▶ _Task_: Below this line is a set of entries; quote exactly the lines from the line that contains "const MAX_LOG_FILE_SIZE_BYTES: u64" to the line that contains "fails to start.", both lines included.
──────── Recorded information
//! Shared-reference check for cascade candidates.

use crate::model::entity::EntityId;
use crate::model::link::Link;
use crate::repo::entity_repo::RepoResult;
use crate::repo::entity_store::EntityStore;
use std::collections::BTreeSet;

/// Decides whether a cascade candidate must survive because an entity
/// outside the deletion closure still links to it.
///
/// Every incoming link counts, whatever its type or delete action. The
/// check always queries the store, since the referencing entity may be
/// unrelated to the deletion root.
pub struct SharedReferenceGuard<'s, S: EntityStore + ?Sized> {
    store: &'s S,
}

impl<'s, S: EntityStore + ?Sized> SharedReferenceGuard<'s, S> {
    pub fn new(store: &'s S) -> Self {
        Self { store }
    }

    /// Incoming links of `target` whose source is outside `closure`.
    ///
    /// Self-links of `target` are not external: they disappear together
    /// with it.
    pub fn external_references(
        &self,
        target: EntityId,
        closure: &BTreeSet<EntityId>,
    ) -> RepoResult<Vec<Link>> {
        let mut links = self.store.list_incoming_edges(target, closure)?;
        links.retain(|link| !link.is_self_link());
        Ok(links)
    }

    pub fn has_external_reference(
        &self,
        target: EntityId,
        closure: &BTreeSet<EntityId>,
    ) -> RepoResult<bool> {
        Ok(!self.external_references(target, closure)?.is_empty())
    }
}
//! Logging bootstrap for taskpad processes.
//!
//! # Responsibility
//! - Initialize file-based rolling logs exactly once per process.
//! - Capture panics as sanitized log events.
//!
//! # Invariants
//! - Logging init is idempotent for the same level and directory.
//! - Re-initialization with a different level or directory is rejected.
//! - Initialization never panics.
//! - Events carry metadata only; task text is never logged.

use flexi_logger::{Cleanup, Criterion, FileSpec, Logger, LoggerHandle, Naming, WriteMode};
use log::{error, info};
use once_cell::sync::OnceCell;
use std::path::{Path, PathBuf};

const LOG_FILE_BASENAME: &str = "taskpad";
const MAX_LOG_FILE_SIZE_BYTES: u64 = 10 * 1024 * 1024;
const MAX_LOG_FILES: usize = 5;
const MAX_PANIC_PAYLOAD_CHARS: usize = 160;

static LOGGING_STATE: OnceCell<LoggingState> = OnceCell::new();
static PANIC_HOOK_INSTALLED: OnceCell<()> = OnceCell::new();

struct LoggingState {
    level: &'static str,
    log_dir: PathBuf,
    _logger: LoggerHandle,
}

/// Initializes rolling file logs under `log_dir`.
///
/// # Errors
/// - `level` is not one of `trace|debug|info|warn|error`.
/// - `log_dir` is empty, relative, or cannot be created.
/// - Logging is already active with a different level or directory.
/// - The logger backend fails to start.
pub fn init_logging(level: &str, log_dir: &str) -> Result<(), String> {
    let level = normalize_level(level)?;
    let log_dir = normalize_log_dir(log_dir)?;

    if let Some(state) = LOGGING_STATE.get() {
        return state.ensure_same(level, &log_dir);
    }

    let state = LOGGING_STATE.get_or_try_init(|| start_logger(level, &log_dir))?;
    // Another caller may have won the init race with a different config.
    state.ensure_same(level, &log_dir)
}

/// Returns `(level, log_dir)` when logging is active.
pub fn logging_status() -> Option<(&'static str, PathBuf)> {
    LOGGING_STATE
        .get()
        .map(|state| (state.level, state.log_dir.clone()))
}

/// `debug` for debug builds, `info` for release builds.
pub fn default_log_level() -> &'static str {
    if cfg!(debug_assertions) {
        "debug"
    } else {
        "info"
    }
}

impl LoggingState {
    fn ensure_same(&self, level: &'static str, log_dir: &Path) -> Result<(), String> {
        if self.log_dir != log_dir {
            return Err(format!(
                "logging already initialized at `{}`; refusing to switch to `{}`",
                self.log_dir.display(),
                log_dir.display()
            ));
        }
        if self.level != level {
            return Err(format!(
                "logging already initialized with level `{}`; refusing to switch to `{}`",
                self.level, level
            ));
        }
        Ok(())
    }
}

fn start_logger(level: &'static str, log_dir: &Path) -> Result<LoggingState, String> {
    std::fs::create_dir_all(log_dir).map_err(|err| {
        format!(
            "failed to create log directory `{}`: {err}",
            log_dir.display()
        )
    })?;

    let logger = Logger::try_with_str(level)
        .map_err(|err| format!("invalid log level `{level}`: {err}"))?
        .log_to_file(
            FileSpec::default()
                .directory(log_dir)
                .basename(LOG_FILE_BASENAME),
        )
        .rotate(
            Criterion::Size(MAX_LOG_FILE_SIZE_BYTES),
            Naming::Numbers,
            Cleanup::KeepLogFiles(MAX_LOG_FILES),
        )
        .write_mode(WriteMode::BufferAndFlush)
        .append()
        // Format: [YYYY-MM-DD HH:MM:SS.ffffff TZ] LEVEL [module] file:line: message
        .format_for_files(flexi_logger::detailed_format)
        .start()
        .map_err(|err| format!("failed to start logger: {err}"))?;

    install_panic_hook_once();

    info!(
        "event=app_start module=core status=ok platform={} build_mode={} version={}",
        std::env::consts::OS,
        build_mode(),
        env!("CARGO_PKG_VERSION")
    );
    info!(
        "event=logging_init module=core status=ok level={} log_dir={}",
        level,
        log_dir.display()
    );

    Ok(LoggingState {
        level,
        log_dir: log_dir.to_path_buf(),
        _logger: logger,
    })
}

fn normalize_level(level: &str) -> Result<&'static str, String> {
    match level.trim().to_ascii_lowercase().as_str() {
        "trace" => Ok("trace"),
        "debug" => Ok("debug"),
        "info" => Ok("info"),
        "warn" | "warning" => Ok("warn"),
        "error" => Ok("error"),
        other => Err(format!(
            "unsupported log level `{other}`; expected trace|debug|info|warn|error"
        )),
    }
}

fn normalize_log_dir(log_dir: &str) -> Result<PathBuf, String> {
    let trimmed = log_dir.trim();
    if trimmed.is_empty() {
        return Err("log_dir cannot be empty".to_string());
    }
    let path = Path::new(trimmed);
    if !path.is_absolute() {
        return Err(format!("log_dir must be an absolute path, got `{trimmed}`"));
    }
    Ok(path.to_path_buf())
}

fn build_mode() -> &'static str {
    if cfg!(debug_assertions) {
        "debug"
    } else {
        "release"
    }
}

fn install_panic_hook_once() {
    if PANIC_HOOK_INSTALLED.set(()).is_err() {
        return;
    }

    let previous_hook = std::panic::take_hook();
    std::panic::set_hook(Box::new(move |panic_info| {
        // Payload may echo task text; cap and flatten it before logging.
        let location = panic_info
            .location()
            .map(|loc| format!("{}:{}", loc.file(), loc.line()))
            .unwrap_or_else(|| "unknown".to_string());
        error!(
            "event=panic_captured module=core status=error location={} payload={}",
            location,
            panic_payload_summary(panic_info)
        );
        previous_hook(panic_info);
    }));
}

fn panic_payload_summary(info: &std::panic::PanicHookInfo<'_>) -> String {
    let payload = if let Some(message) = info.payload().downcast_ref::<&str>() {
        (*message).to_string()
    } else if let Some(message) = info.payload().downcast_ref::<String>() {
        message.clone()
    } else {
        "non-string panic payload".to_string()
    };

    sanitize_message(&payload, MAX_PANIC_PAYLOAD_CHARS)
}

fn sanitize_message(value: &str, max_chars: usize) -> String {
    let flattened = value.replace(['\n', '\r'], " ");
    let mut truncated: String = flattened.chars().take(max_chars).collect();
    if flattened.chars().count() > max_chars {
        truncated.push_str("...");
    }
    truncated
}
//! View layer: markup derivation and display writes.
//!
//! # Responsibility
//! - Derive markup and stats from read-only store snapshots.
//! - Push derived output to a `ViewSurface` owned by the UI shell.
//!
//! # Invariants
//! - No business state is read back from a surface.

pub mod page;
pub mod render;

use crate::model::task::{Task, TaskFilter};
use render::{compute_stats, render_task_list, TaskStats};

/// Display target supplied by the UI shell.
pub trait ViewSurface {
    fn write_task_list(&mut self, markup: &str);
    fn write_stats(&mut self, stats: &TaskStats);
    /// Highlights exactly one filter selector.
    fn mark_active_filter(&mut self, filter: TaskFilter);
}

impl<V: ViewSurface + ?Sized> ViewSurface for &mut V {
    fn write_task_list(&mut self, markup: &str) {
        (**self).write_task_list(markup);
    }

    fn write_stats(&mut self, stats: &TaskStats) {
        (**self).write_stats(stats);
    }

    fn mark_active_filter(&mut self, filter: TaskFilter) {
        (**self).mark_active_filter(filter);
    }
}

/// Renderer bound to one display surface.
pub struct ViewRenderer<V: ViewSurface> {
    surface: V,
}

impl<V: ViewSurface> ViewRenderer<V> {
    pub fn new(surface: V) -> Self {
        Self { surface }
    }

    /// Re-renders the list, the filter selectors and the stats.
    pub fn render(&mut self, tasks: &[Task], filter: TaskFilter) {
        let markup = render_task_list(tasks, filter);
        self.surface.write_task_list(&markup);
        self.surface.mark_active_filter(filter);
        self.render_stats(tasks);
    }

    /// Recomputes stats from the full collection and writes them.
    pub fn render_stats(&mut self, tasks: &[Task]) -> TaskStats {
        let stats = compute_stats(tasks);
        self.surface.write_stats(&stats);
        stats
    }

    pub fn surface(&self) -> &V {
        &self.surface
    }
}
────────────────
▶ _Response to the exercise_:
const MAX_LOG_FILE_SIZE_BYTES: u64 = 10 * 1024 * 1024;
const MAX_LOG_FILES: usize = 5;
const MAX_PANIC_PAYLOAD_CHARS: usize = 160;

static LOGGING_STATE: OnceCell<LoggingState> = OnceCell::new();
static PANIC_HOOK_INSTALLED: OnceCell<()> = OnceCell::new();

struct LoggingState {
    level: &'static str,
    log_dir: PathBuf,
    _logger: LoggerHandle,
}

/// Initializes rolling file logs under `log_dir`.
///
/// # Errors
/// - `level` is not one of `trace|debug|info|warn|error`.
/// - `log_dir` is empty, relative, or cannot be created.
/// - Logging is already active with a different level or directory.
/// - The logger backend fails to start.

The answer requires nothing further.